▸ Task description
Which lines in the records below contain the word "button"? Copy each one out.

Start of Data listing

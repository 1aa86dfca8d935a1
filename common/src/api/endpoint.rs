use std::fmt;

use crate::model::community::PostId;
use crate::model::opportunity::OpportunityId;

#[derive(Debug, Clone, Copy, PartialEq, Eq)]
pub enum Method {
    Get,
    Post,
    Patch,
}

impl Method {
    pub fn as_str(&self) -> &'static str {
        match self {
            Method::Get => "GET",
            Method::Post => "POST",
            Method::Patch => "PATCH",
        }
    }
}

impl fmt::Display for Method {
    fn fmt(&self, f: &mut fmt::Formatter<'_>) -> fmt::Result {
        f.write_str(self.as_str())
    }
}

/// Every route the client calls.
#[derive(Debug, Clone, Copy, PartialEq, Eq)]
pub enum Endpoint {
    ListOpportunities,
    CreateOpportunity,
    Apply(OpportunityId),
    Withdraw(OpportunityId),
    Leaderboard,
    Login,
    LoginOrganization,
    Register,
    RegisterOrganization,
    Profile,
    UpdateProfile,
    Logout,
    OrganizationProfile,
    UpdateOrganizationProfile,
    RecommendedVolunteers,
    CommunityPosts,
    CreateCommunityPost,
    LikePost(PostId),
    PostComments(PostId),
    CreateComment(PostId),
}

impl Endpoint {
    pub fn method(&self) -> Method {
        match self {
            Endpoint::ListOpportunities
            | Endpoint::Leaderboard
            | Endpoint::Profile
            | Endpoint::OrganizationProfile
            | Endpoint::RecommendedVolunteers
            | Endpoint::CommunityPosts
            | Endpoint::PostComments(_) => Method::Get,
            Endpoint::UpdateProfile | Endpoint::UpdateOrganizationProfile => Method::Patch,
            Endpoint::CreateOpportunity
            | Endpoint::Apply(_)
            | Endpoint::Withdraw(_)
            | Endpoint::Login
            | Endpoint::LoginOrganization
            | Endpoint::Register
            | Endpoint::RegisterOrganization
            | Endpoint::Logout
            | Endpoint::CreateCommunityPost
            | Endpoint::LikePost(_)
            | Endpoint::CreateComment(_) => Method::Post,
        }
    }

    pub fn path(&self) -> String {
        match self {
            Endpoint::ListOpportunities | Endpoint::CreateOpportunity => {
                "/api/opportunities/".to_string()
            }
            Endpoint::Apply(id) => format!("/api/opportunities/{id}/apply/"),
            Endpoint::Withdraw(id) => format!("/api/opportunities/{id}/withdraw/"),
            Endpoint::Leaderboard => "/api/leaderboard/".to_string(),
            Endpoint::Login => "/api/login/".to_string(),
            Endpoint::LoginOrganization => "/api/login/organization/".to_string(),
            Endpoint::Register => "/api/register/".to_string(),
            Endpoint::RegisterOrganization => "/api/register/organization/".to_string(),
            Endpoint::Profile | Endpoint::UpdateProfile => "/api/profile/".to_string(),
            Endpoint::Logout => "/api/logout/".to_string(),
            Endpoint::OrganizationProfile | Endpoint::UpdateOrganizationProfile => {
                "/api/organization/profile/".to_string()
            }
            Endpoint::RecommendedVolunteers => "/api/recommendations/volunteers/".to_string(),
            Endpoint::CommunityPosts | Endpoint::CreateCommunityPost => {
                "/api/community/posts/".to_string()
            }
            Endpoint::LikePost(id) => format!("/api/community/posts/{id}/like/"),
            Endpoint::PostComments(id) | Endpoint::CreateComment(id) => {
                format!("/api/community/posts/{id}/comments/")
            }
        }
    }

    /// Whether the bearer credential is sent. The leaderboard is public and the
    /// login/registration routes are what produce a credential in the first place.
    pub fn requires_auth(&self) -> bool {
        !matches!(
            self,
            Endpoint::Leaderboard
                | Endpoint::Login
                | Endpoint::LoginOrganization
                | Endpoint::Register
                | Endpoint::RegisterOrganization
        )
    }
}

#[cfg(test)]
mod tests {
    use super::*;

    #[test]
    fn opportunity_routes() {
        assert_eq!(Endpoint::Apply(12).path(), "/api/opportunities/12/apply/");
        assert_eq!(Endpoint::Withdraw(12).path(), "/api/opportunities/12/withdraw/");
        assert_eq!(Endpoint::Apply(12).method(), Method::Post);
        assert_eq!(Endpoint::ListOpportunities.method(), Method::Get);
        assert_eq!(Endpoint::CreateOpportunity.method(), Method::Post);
        assert!(Endpoint::Withdraw(1).requires_auth());
    }

    #[test]
    fn public_routes_skip_auth() {
        for endpoint in [
            Endpoint::Leaderboard,
            Endpoint::Login,
            Endpoint::LoginOrganization,
            Endpoint::Register,
            Endpoint::RegisterOrganization,
        ] {
            assert!(!endpoint.requires_auth(), "{endpoint:?} should be public");
        }
        assert!(Endpoint::Logout.requires_auth());
        assert!(Endpoint::Profile.requires_auth());
    }

    #[test]
    fn profile_read_and_update_share_a_path() {
        assert_eq!(Endpoint::Profile.path(), Endpoint::UpdateProfile.path());
        assert_eq!(Endpoint::UpdateProfile.method(), Method::Patch);
        assert_eq!(
            Endpoint::CreateComment(3).path(),
            "/api/community/posts/3/comments/"
        );
    }
}
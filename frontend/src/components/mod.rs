pub mod community;
pub mod home;
pub mod leaderboard;
pub mod login;
pub mod navbar;
pub mod organization_dashboard;
pub mod organization_profile;
pub mod profile;
pub mod signup;
pub mod volunteer_dashboard;
//! Organization dashboard: own opportunities newest first, a create form in
//! a top sheet, a read-only details sheet and recommended volunteers.

use common::error::ApiError;
use common::model::opportunity::{sort_newest_first, NewOpportunity, Opportunity, OpportunityId};
use common::model::organization::RecommendedVolunteer;
use common::model::split_list;
use common::notice::Notice;
use yew::platform::spawn_local;
use yew::prelude::*;

use crate::context::ClientHandle;
use crate::helpers::{input_value, show_notice, textarea_value};
use crate::sheet::TopSheet;

#[derive(Properties, PartialEq)]
pub struct OrganizationDashboardProps {
    pub client: ClientHandle,
    pub on_auth_lost: Callback<()>,
}

#[derive(Clone, Copy)]
pub enum Field {
    Title,
    Description,
    Location,
    Date,
    Duration,
    Skills,
    VolunteersNeeded,
}

pub enum Msg {
    Load,
    Loaded(Result<Vec<Opportunity>, ApiError>),
    Recommendations(Vec<RecommendedVolunteer>),
    OpenCreate,
    CloseCreate,
    SetField(Field, String),
    Submit,
    Created(Result<Opportunity, ApiError>),
    Select(OpportunityId),
    CloseDetails,
}

/// Raw form text; numbers are parsed on submit.
#[derive(Default)]
struct OpportunityForm {
    title: String,
    description: String,
    location: String,
    date: String,
    duration: String,
    skills: String,
    volunteers_needed: String,
}

impl OpportunityForm {
    fn set(&mut self, field: Field, value: String) {
        match field {
            Field::Title => self.title = value,
            Field::Description => self.description = value,
            Field::Location => self.location = value,
            Field::Date => self.date = value,
            Field::Duration => self.duration = value,
            Field::Skills => self.skills = value,
            Field::VolunteersNeeded => self.volunteers_needed = value,
        }
    }

    fn build(&self) -> Result<NewOpportunity, Notice> {
        if self.title.trim().is_empty() || self.date.trim().is_empty() {
            return Err(Notice::error("Title and date are required"));
        }
        let duration = self
            .duration
            .trim()
            .parse()
            .map_err(|_| Notice::error("Duration must be a whole number of hours"))?;
        let volunteers_needed = self
            .volunteers_needed
            .trim()
            .parse()
            .ok()
            .filter(|needed: &u32| *needed > 0)
            .ok_or_else(|| Notice::error("Volunteers needed must be at least 1"))?;

        Ok(NewOpportunity {
            title: self.title.trim().to_string(),
            description: self.description.trim().to_string(),
            location: self.location.trim().to_string(),
            date: self.date.trim().to_string(),
            duration,
            skills_required: split_list(&self.skills),
            volunteers_needed,
        })
    }
}

pub struct OrganizationDashboard {
    opportunities: Vec<Opportunity>,
    recommendations: Vec<RecommendedVolunteer>,
    form: OpportunityForm,
    create_open: bool,
    submitting: bool,
    selected: Option<OpportunityId>,
    loaded: bool,
}

impl OrganizationDashboard {
    fn report(ctx: &Context<Self>, err: &ApiError, prefix: &str) {
        show_notice(&Notice::error(format!("{prefix}: {}", err.user_message())));
        if err.requires_login() {
            ctx.props().on_auth_lost.emit(());
        }
    }

    fn field(ctx: &Context<Self>, label: &str, field: Field, value: &str, kind: &str) -> Html {
        html! {
            <label style="display:flex;flex-direction:column;gap:4px;margin-bottom:12px;">
                { label.to_string() }
                <input
                    type={kind.to_string()}
                    value={value.to_string()}
                    oninput={ctx.link().callback(move |e| Msg::SetField(field, input_value(e)))}
                />
            </label>
        }
    }

    fn create_form(&self, ctx: &Context<Self>) -> Html {
        let link = ctx.link();
        let form = &self.form;
        html! {
            <form onsubmit={link.callback(|e: SubmitEvent| { e.prevent_default(); Msg::Submit })}>
                { Self::field(ctx, "Title", Field::Title, &form.title, "text") }
                <label style="display:flex;flex-direction:column;gap:4px;margin-bottom:12px;">
                    { "Description" }
                    <textarea
                        rows="4"
                        value={form.description.clone()}
                        oninput={link.callback(|e| Msg::SetField(Field::Description, textarea_value(e)))}
                    />
                </label>
                { Self::field(ctx, "Location", Field::Location, &form.location, "text") }
                { Self::field(ctx, "Date", Field::Date, &form.date, "date") }
                { Self::field(ctx, "Duration (hours)", Field::Duration, &form.duration, "number") }
                { Self::field(ctx, "Skills (comma separated)", Field::Skills, &form.skills, "text") }
                { Self::field(ctx, "Volunteers needed", Field::VolunteersNeeded, &form.volunteers_needed, "number") }
                <button type="submit" disabled={self.submitting}>
                    { if self.submitting { "Creating..." } else { "Create opportunity" } }
                </button>
            </form>
        }
    }

    fn details(&self) -> Html {
        let Some(opportunity) = self
            .selected
            .and_then(|id| self.opportunities.iter().find(|o| o.id == id))
        else {
            return html! {};
        };
        html! {
            <div>
                <p>{ opportunity.description.clone() }</p>
                <p>{ format!("Location: {}", opportunity.location) }</p>
                <p>{ format!("Date: {}", opportunity.date) }</p>
                <p>
                    { format!(
                        "Volunteers: {}/{}",
                        opportunity.volunteers_registered, opportunity.volunteers_needed
                    ) }
                </p>
                if let Some(count) = opportunity.applications_count {
                    <p>{ format!("Applications: {count}") }</p>
                }
                <p>{ format!("Skills: {}", opportunity.skills_required.join(", ")) }</p>
            </div>
        }
    }

    fn recommendations(&self) -> Html {
        if self.recommendations.is_empty() {
            return html! { <p>{ "No recommendations yet." }</p> };
        }
        html! {
            <ul>
                { for self.recommendations.iter().map(|volunteer| html! {
                    <li key={volunteer.volunteer_id.to_string()}>
                        <strong>{ volunteer.name.clone() }</strong>
                        { format!(" · {} · rating {:.1}", volunteer.skills.join(", "), volunteer.rating) }
                    </li>
                }) }
            </ul>
        }
    }
}

impl Component for OrganizationDashboard {
    type Message = Msg;
    type Properties = OrganizationDashboardProps;

    fn create(_ctx: &Context<Self>) -> Self {
        Self {
            opportunities: Vec::new(),
            recommendations: Vec::new(),
            form: OpportunityForm::default(),
            create_open: false,
            submitting: false,
            selected: None,
            loaded: false,
        }
    }

    fn update(&mut self, ctx: &Context<Self>, msg: Self::Message) -> bool {
        match msg {
            Msg::Load => {
                let client = ctx.props().client.clone();
                let link = ctx.link().clone();
                spawn_local(async move {
                    let result = client.list_opportunities().await;
                    link.send_message(Msg::Loaded(result));
                    let volunteers = client.recommended_volunteers().await;
                    link.send_message(Msg::Recommendations(volunteers));
                });
                false
            }
            Msg::Loaded(Ok(mut opportunities)) => {
                sort_newest_first(&mut opportunities);
                self.opportunities = opportunities;
                true
            }
            Msg::Loaded(Err(err)) => {
                log::warn!("loading organization opportunities failed: {err}");
                Self::report(ctx, &err, "Failed to load opportunities");
                false
            }
            Msg::Recommendations(volunteers) => {
                self.recommendations = volunteers;
                true
            }
            Msg::OpenCreate => {
                self.create_open = true;
                true
            }
            Msg::CloseCreate => {
                self.create_open = false;
                true
            }
            Msg::SetField(field, value) => {
                self.form.set(field, value);
                true
            }
            Msg::Submit => {
                let new = match self.form.build() {
                    Ok(new) => new,
                    Err(notice) => {
                        show_notice(&notice);
                        return false;
                    }
                };
                self.submitting = true;
                let client = ctx.props().client.clone();
                let link = ctx.link().clone();
                spawn_local(async move {
                    let result = client.create_opportunity(&new).await;
                    link.send_message(Msg::Created(result));
                });
                true
            }
            Msg::Created(Ok(opportunity)) => {
                self.submitting = false;
                self.create_open = false;
                self.form = OpportunityForm::default();
                self.opportunities.push(opportunity);
                sort_newest_first(&mut self.opportunities);
                show_notice(&Notice::success("Opportunity created successfully!"));
                true
            }
            Msg::Created(Err(err)) => {
                self.submitting = false;
                Self::report(ctx, &err, "Failed to create opportunity");
                true
            }
            Msg::Select(id) => {
                self.selected = Some(id);
                true
            }
            Msg::CloseDetails => {
                self.selected = None;
                true
            }
        }
    }

    fn rendered(&mut self, ctx: &Context<Self>, first_render: bool) {
        if first_render && !self.loaded {
            self.loaded = true;
            ctx.link().send_message(Msg::Load);
        }
    }

    fn view(&self, ctx: &Context<Self>) -> Html {
        let link = ctx.link();
        let details_title = self
            .selected
            .and_then(|id| self.opportunities.iter().find(|o| o.id == id))
            .map(|o| o.title.clone())
            .unwrap_or_default();

        html! {
            <section class="organization-dashboard">
                <div style="display:flex;justify-content:space-between;align-items:center;">
                    <h1>{ "Your opportunities" }</h1>
                    <button onclick={link.callback(|_| Msg::OpenCreate)}>{ "New opportunity" }</button>
                </div>
                if self.opportunities.is_empty() {
                    <p>{ "You have not posted any opportunities yet." }</p>
                } else {
                    <table style="width:100%;border-collapse:collapse;">
                        <thead>
                            <tr>
                                <th>{ "Title" }</th>
                                <th>{ "Date" }</th>
                                <th>{ "Volunteers" }</th>
                                <th></th>
                            </tr>
                        </thead>
                        <tbody>
                            { for self.opportunities.iter().map(|opportunity| {
                                let id = opportunity.id;
                                html! {
                                    <tr key={id.to_string()}>
                                        <td>{ opportunity.title.clone() }</td>
                                        <td>{ opportunity.date.clone() }</td>
                                        <td>{ format!("{}/{}", opportunity.volunteers_registered, opportunity.volunteers_needed) }</td>
                                        <td>
                                            <button onclick={link.callback(move |_| Msg::Select(id))}>{ "Details" }</button>
                                        </td>
                                    </tr>
                                }
                            }) }
                        </tbody>
                    </table>
                }
                <h2>{ "Recommended volunteers" }</h2>
                { self.recommendations() }

                <TopSheet
                    open={self.create_open}
                    title="Create opportunity"
                    on_close={link.callback(|_| Msg::CloseCreate)}
                >
                    { self.create_form(ctx) }
                </TopSheet>
                <TopSheet
                    open={self.selected.is_some()}
                    title={details_title}
                    on_close={link.callback(|_| Msg::CloseDetails)}
                >
                    { self.details() }
                </TopSheet>
            </section>
        }
    }
}

#[cfg(test)]
mod tests {
    use super::*;

    fn filled() -> OpportunityForm {
        OpportunityForm {
            title: " Park cleanup ".to_string(),
            description: "Bring gloves".to_string(),
            location: "Riverside".to_string(),
            date: "2024-07-01".to_string(),
            duration: "3".to_string(),
            skills: "organizing, medical".to_string(),
            volunteers_needed: "8".to_string(),
        }
    }

    #[test]
    fn form_builds_trimmed_opportunity() {
        let new = filled().build().expect("valid form");
        assert_eq!(new.title, "Park cleanup");
        assert_eq!(new.duration, 3);
        assert_eq!(new.volunteers_needed, 8);
        assert_eq!(new.skills_required, vec!["organizing", "medical"]);
    }

    #[test]
    fn form_rejects_zero_volunteers() {
        let mut form = filled();
        form.volunteers_needed = "0".to_string();
        assert!(form.build().is_err());
    }

    #[test]
    fn form_requires_title() {
        let mut form = filled();
        form.title = "  ".to_string();
        assert!(form.build().is_err());
    }
}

End of Data listing

▸ Result below
                <button type="submit" disabled={self.submitting}>
                </button>
                    <button onclick={link.callback(|_| Msg::OpenCreate)}>{ "New opportunity" }</button>
                                            <button onclick={link.callback(move |_| Msg::Select(id))}>{ "Details" }</button>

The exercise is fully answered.